Changing views on facilities management

Facilities management is a huge sector; employing thousands and bringing millions of pounds into the UK economy – but how much do we understand and appreciate its impact and value?
Talk to any professional body and they will tell you that the profession they represent is either undervalued or misunderstood. However, that’s to be expected; it’s their job to promote excellence and demonstrate the value of their given community.
With this in mind it is little wonder that some facilities managers feel that they are not given the credit they deserve, and when you begin to assess the impact that they have on the economy and society it is not surprising that they feel aggrieved.

The value of facilities management
As part of our Leaders Forum programme we brought together leading minds in the profession to discuss the industry’s impact; it concluded that the challenge is two-fold. On the one hand more needs to be done to raise the profile of FM so that key decision makers understand the impact and the potential it has to enable the organisation to meet its corporate goals. The second is ensuring that, when making the case for the first challenge, the common language of business is being used rather than industry specific jargon which is almost certain to be met with a blank expression.
When you take a step back it is clear that, given the vast scope of the industry, FM plays a crucial part in all of our day-to-day lives whether we realise it or not. In fact, our Leaders Forum highlighted that done correctly FM can be taken for granted, only coming into focus when there is an issue that requires attention.
Not only can it be a key enabler in organisations to deliver on objectives but it also has a vital role in some of the key areas that affect society as a whole. FM has a vital role to play in the performance of our schools and hospitals, for example. It is when you frame it in this context that you begin to see the profound impact of this profession.

Making the case
How do FM practitioners, with our support, make the case internally to the key decision makers? At BIFM we’re looking at a number of ways in which we can demonstrate FM’s value. Our ThinkFM conference this year, ‘The workplace and beyond’, will focus on the impact on business, the economy and society with a range of speakers from a variety of different sectors, professions and expertise discussing key trends driving change in the workplace, managing energy and the convergence of professional disciplines.
We will be launching a number of research projects that will aim to quantify FM’s impact, outline leading edge thinking in the industry and look at the future trends that will take the profession forward. We have also launched a joint project with ITN Productions to create a series of short films on how FM makes a difference. Avoiding the temptation to delve into the technicalities and focusing on the difference it makes through profiling FM’s in a range of organisations and seeing the results of their work.

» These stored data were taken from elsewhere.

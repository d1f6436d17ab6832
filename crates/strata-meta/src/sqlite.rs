//! SQLite adapter for the metadata store.
//!
//! Implements every capability trait over a `sqlx` pool. Queries are
//! runtime-bound (`sqlx::query` + `try_get`) so the crate builds without a
//! live database; the schema ships as embedded migrations run at connect
//! time.
//!
//! Multi-row mutations that must be atomic (`insert_as_latest`,
//! `insert_replacing`, `abort_upload`) run inside transactions. The blob
//! upsert and refcount decrement are single statements with `RETURNING`, so
//! there is no check-then-act window even without a transaction.

use std::str::FromStr;

use async_trait::async_trait;
use chrono::{DateTime, Utc};
use sqlx::Row;
use sqlx::sqlite::{SqliteConnectOptions, SqliteJournalMode, SqlitePool, SqlitePoolOptions, SqliteRow};
use tracing::{debug, info};

use crate::entities::{
    AccessKey, BlobRecord, Bucket, BucketAcl, KeyStatus, LifecycleRule, MultipartUpload,
    ObjectRecord, UploadPart, UploadStatus, User, UserMetadata, VersioningState,
};
use crate::error::{MetaError, MetaResult};
use crate::store::{
    AccessKeyStore, BlobIndex, BlobRefOutcome, BucketStore, LifecycleStore, MultipartStore,
    NewAccessKey, NewBucket, NewLifecycleRule, NewObject, NewPart, NewUpload, NewUser,
    ObjectStore, UserStore,
};

/// Metadata store over a SQLite connection pool.
#[derive(Debug, Clone)]
pub struct SqliteMetaStore {
    pool: SqlitePool,
}

impl SqliteMetaStore {
    /// Open (creating if missing) and migrate a database at `url`.
    ///
    /// # Errors
    ///
    /// Returns [`MetaError`] if the pool cannot be opened or a migration
    /// fails.
    pub async fn connect(url: &str, max_connections: u32) -> MetaResult<Self> {
        let options = SqliteConnectOptions::from_str(url)?
            .create_if_missing(true)
            .foreign_keys(true)
            .journal_mode(SqliteJournalMode::Wal);

        let pool = SqlitePoolOptions::new()
            .max_connections(max_connections)
            .connect_with(options)
            .await?;

        info!(url, "running metadata migrations");
        sqlx::migrate!("./migrations").run(&pool).await?;

        Ok(Self { pool })
    }

    /// Open an in-memory database for tests.
    ///
    /// A single connection is pinned open; SQLite in-memory databases live
    /// and die with their connection.
    ///
    /// # Errors
    ///
    /// Returns [`MetaError`] if the pool cannot be opened or a migration
    /// fails.
    pub async fn in_memory() -> MetaResult<Self> {
        let options = SqliteConnectOptions::from_str("sqlite::memory:")?.foreign_keys(true);

        let pool = SqlitePoolOptions::new()
            .max_connections(1)
            .idle_timeout(None)
            .max_lifetime(None)
            .connect_with(options)
            .await?;

        sqlx::migrate!("./migrations").run(&pool).await?;
        Ok(Self { pool })
    }

    /// The underlying pool (for health checks).
    #[must_use]
    pub fn pool(&self) -> &SqlitePool {
        &self.pool
    }
}

/// Translate a driver unique-violation into the typed domain error.
fn unique_violation(entity: &'static str, e: sqlx::Error) -> MetaError {
    if let sqlx::Error::Database(db) = &e {
        if matches!(db.kind(), sqlx::error::ErrorKind::UniqueViolation) {
            return MetaError::UniqueViolation { entity };
        }
    }
    MetaError::Database(e)
}

/// Escape LIKE wildcards in a user-supplied prefix (pattern uses `\` as
/// the escape character).
fn escape_like(prefix: &str) -> String {
    let mut out = String::with_capacity(prefix.len());
    for ch in prefix.chars() {
        if matches!(ch, '\\' | '%' | '_') {
            out.push('\\');
        }
        out.push(ch);
    }
    out
}

fn decode_metadata(text: &str) -> MetaResult<UserMetadata> {
    serde_json::from_str(text).map_err(|e| MetaError::Corrupt(format!("metadata json: {e}")))
}

fn encode_metadata(metadata: &UserMetadata) -> String {
    serde_json::to_string(metadata).unwrap_or_else(|_| "{}".to_owned())
}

Alongside this we must help practitioners with their internal conversations. It is always too easy to fall into the trap of using the language and terminology that we’re comfortable with but all this does is perpetuate stigmas that may exist around a given profession. What decision makers want to hear is how you can help them achieve their goals. By putting yourself in their shoes, understanding their challenges and aims, assessing how FM can drive them to overcome the challenges and reach their goals and, finally, communicating that back to them in a way which will resonate with them we will see that awareness and recognition grow.

What next for FM?
FM needs to evidence that it is ‘the enabler’. This has the potential to reposition FM from the unseen servant to a key part of an organisations operation, vital to realising its objectives. It will not be easy as FM crosses over into so many other areas of the business, but rather than see this as a challenge we should view this as an opportunity. FM has the potential to provide a halo effect that brings all the component parts of the workplace together to reach it potential.
There are many views on how best to take the profession forward, and there will be many more. What is clear is that the profile and understanding of this unsung hero needs to be elevated.
The blurring of lines between FM, design, IT, construction and HR presents our profession with an opportunity to have a key role in an important debate around the future of the workplace. FM can play a significant part in making a positive contribution to our society, through sustainable practices, and to business and economy, through increased productivity and efficiency.

On all fronts we are looking forward to supporting the profession throughout its next stage of its evolution and playing an active part in the debate which will shape its future.